▸ **Your task**: Only one stretch of the data below should be repeated: the lines from the line containing "self.forward(Operation::expand_dims(dim, label))" through the line containing "on every companion.", inclusive, exactly as they are.

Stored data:
....
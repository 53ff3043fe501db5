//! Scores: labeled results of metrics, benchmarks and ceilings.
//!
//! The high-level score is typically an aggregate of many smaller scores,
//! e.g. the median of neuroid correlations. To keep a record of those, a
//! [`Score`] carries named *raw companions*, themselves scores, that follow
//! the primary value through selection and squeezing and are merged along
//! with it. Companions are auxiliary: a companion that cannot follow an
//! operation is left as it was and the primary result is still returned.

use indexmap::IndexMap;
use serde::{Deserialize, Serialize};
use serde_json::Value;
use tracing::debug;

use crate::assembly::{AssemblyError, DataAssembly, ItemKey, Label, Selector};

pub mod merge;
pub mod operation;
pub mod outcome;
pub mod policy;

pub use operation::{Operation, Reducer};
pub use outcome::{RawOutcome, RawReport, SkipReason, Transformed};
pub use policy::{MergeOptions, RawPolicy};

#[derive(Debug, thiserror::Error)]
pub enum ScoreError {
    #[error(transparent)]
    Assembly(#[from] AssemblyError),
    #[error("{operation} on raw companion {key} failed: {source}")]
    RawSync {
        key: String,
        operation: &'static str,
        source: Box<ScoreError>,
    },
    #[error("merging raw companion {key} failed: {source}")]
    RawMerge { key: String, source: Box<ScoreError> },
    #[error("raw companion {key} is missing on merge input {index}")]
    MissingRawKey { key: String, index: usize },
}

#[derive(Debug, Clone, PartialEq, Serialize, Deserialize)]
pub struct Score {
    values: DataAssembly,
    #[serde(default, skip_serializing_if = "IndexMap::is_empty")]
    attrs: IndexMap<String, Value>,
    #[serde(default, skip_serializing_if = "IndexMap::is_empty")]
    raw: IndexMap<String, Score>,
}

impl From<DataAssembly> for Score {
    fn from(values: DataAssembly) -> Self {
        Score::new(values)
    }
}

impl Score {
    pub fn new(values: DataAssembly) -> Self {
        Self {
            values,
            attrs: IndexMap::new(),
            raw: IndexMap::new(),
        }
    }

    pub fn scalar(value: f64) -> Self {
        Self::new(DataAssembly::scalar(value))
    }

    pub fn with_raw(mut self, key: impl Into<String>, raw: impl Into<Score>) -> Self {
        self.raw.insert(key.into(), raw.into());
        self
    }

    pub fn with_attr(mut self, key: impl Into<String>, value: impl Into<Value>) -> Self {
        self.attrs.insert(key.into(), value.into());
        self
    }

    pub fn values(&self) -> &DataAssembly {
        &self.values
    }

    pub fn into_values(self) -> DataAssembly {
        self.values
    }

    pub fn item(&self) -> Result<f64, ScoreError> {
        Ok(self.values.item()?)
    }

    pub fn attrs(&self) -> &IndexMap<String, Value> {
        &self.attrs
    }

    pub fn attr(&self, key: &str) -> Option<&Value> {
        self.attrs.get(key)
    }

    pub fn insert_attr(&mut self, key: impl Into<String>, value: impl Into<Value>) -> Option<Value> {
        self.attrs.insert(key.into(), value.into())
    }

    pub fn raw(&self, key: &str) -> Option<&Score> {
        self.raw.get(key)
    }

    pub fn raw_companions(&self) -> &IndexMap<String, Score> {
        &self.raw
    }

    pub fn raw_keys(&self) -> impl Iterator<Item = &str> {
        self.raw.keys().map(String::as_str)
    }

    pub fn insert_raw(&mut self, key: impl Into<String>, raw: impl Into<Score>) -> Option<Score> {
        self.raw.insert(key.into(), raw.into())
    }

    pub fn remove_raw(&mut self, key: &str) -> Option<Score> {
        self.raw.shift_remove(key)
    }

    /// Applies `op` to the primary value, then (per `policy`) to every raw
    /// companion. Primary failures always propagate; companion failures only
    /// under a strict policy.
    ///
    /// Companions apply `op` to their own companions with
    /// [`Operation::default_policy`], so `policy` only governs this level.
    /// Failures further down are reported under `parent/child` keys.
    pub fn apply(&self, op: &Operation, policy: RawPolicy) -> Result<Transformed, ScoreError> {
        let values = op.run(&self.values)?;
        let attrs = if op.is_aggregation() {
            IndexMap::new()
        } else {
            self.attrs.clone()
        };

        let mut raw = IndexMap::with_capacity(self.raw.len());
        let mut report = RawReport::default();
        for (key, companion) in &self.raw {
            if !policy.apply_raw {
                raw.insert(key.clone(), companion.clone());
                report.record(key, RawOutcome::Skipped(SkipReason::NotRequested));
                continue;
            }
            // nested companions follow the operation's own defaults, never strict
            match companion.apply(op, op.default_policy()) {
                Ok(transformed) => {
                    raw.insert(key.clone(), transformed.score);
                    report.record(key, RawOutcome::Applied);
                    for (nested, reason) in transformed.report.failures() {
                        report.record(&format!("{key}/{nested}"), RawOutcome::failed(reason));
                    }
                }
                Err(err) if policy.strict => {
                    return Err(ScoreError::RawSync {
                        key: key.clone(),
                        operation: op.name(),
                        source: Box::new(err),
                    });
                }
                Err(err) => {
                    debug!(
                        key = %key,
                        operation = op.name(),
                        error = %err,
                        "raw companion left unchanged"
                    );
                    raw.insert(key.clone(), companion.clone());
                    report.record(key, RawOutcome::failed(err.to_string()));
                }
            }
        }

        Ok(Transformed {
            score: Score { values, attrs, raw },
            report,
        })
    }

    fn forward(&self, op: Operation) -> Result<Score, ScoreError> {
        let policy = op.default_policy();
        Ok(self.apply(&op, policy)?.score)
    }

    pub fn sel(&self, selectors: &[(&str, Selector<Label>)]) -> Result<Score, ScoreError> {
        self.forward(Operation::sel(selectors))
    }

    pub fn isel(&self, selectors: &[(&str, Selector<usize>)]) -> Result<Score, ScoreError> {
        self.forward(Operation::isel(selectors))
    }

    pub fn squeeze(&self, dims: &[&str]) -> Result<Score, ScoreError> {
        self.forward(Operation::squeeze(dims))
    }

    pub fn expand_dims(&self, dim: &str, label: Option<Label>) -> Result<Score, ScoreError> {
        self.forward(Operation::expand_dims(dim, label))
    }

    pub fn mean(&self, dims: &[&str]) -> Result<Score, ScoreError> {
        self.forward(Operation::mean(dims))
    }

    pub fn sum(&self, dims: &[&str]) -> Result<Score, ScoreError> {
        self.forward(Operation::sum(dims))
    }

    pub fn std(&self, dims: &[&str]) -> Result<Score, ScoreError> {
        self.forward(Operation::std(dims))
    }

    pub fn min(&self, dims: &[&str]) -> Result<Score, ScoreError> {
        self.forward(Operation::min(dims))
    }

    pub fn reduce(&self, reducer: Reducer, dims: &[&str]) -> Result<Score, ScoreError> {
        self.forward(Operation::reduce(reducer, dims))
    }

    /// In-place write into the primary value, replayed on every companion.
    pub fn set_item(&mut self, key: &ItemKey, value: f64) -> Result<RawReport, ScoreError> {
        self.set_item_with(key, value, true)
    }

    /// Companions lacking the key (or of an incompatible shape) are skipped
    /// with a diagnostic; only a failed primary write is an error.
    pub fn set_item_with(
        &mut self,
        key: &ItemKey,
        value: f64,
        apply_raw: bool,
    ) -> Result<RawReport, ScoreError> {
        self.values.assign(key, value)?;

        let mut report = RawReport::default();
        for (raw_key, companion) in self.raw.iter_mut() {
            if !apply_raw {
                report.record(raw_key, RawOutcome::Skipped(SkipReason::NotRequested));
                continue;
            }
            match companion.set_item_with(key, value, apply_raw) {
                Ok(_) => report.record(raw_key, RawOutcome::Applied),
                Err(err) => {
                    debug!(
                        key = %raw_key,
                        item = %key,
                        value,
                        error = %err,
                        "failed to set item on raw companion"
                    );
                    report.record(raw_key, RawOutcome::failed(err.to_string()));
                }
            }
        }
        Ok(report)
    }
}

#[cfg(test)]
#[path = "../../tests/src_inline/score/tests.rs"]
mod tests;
....
▸ **Answer space**:
        self.forward(Operation::expand_dims(dim, label))
    }

    pub fn mean(&self, dims: &[&str]) -> Result<Score, ScoreError> {
        self.forward(Operation::mean(dims))
    }

    pub fn sum(&self, dims: &[&str]) -> Result<Score, ScoreError> {
        self.forward(Operation::sum(dims))
    }

    pub fn std(&self, dims: &[&str]) -> Result<Score, ScoreError> {
        self.forward(Operation::std(dims))
    }

    pub fn min(&self, dims: &[&str]) -> Result<Score, ScoreError> {
        self.forward(Operation::min(dims))
    }

    pub fn reduce(&self, reducer: Reducer, dims: &[&str]) -> Result<Score, ScoreError> {
        self.forward(Operation::reduce(reducer, dims))
    }

    /// In-place write into the primary value, replayed on every companion.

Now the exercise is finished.